SPEED: What surprises can we expect for 2008?
Sheheen: “We have this great crop of young driver coming up. James (Stewart) is still young, but he’s already got a new group of riders nipping at his heels. Look at riders like Ryan Villopoto and Ben Townley, who are each coming up through the Lites class. And then you’ve got even younger guys like Nico Izzi and Trey Canard just getting into the Lites class – who have people already saying, ‘Wow, wait until we get to see these guys.’ There’s just a never-ending revolving door of great talent coming into the sport, and their on such a fast track up the ladder that you don’t get much breathing room.
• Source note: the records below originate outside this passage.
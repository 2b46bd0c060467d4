//! Inbound Ports (Driving Ports / API)

use crate::algorithms::search::Traversal;
use crate::domain::errors::AnalysisError;
use crate::domain::value_objects::{Association, BundleFrequency, GraphStats, TraversalStrategy, Weight};

/// Read-only queries over a built co-purchase graph.
///
/// Implementations hold an immutable graph, so every method takes `&self`
/// and concurrent callers never observe partial state.
pub trait BasketAnalysisApi: Send + Sync {
    /// Items reachable from `item` within `depth` hops.
    ///
    /// The result is cut short (and flagged `truncated`) when the configured
    /// visit cap is reached.
    fn neighbors_within(
        &self,
        item: &str,
        depth: usize,
        strategy: TraversalStrategy,
    ) -> Result<Traversal, AnalysisError>;

    /// Most frequent bundles of `bundle_size` items
    fn top_bundles(&self, bundle_size: usize, k: usize) -> Result<Vec<BundleFrequency>, AnalysisError>;

    /// Direct co-purchase partners of `item`, heaviest first
    fn items_bought_with(
        &self,
        item: &str,
        min_frequency: Weight,
        limit: Option<usize>,
    ) -> Result<Vec<Association>, AnalysisError>;

    /// Strongest direct associations among items within `depth` hops
    fn top_associations(
        &self,
        item: &str,
        n: usize,
        depth: usize,
    ) -> Result<Vec<Association>, AnalysisError>;

    fn frequent_pairs(&self, min_frequency: Weight) -> Vec<BundleFrequency>;

    fn stats(&self) -> GraphStats;
}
The other thing that will be interesting to watch is that we have the debut of the new Joe Gibbs Racing Team – which is a huge thing when a major player from another form of motorsport has taken a look at Supercross and said, ‘that’s another form of motorsport our company needs to be involved with.’ Also, we’ve got Mike Alessi taking over in Ricky Carmichael’s slot with the factory Suzuki team. He’ll have Ricky’s mechanic – Mike Gosselaar – and he’ll be working underneath Roger DeCoster and all of that – who’s a legendary rider in his own right. And you have kind of a rebirth with Team Honda, who had been one of the dominant forces in Supercross for so many years. They really had a horrendous season last year as far as performance goes for Honda. They are coming into this year with some new riders, a new outlook and a new lease on life.”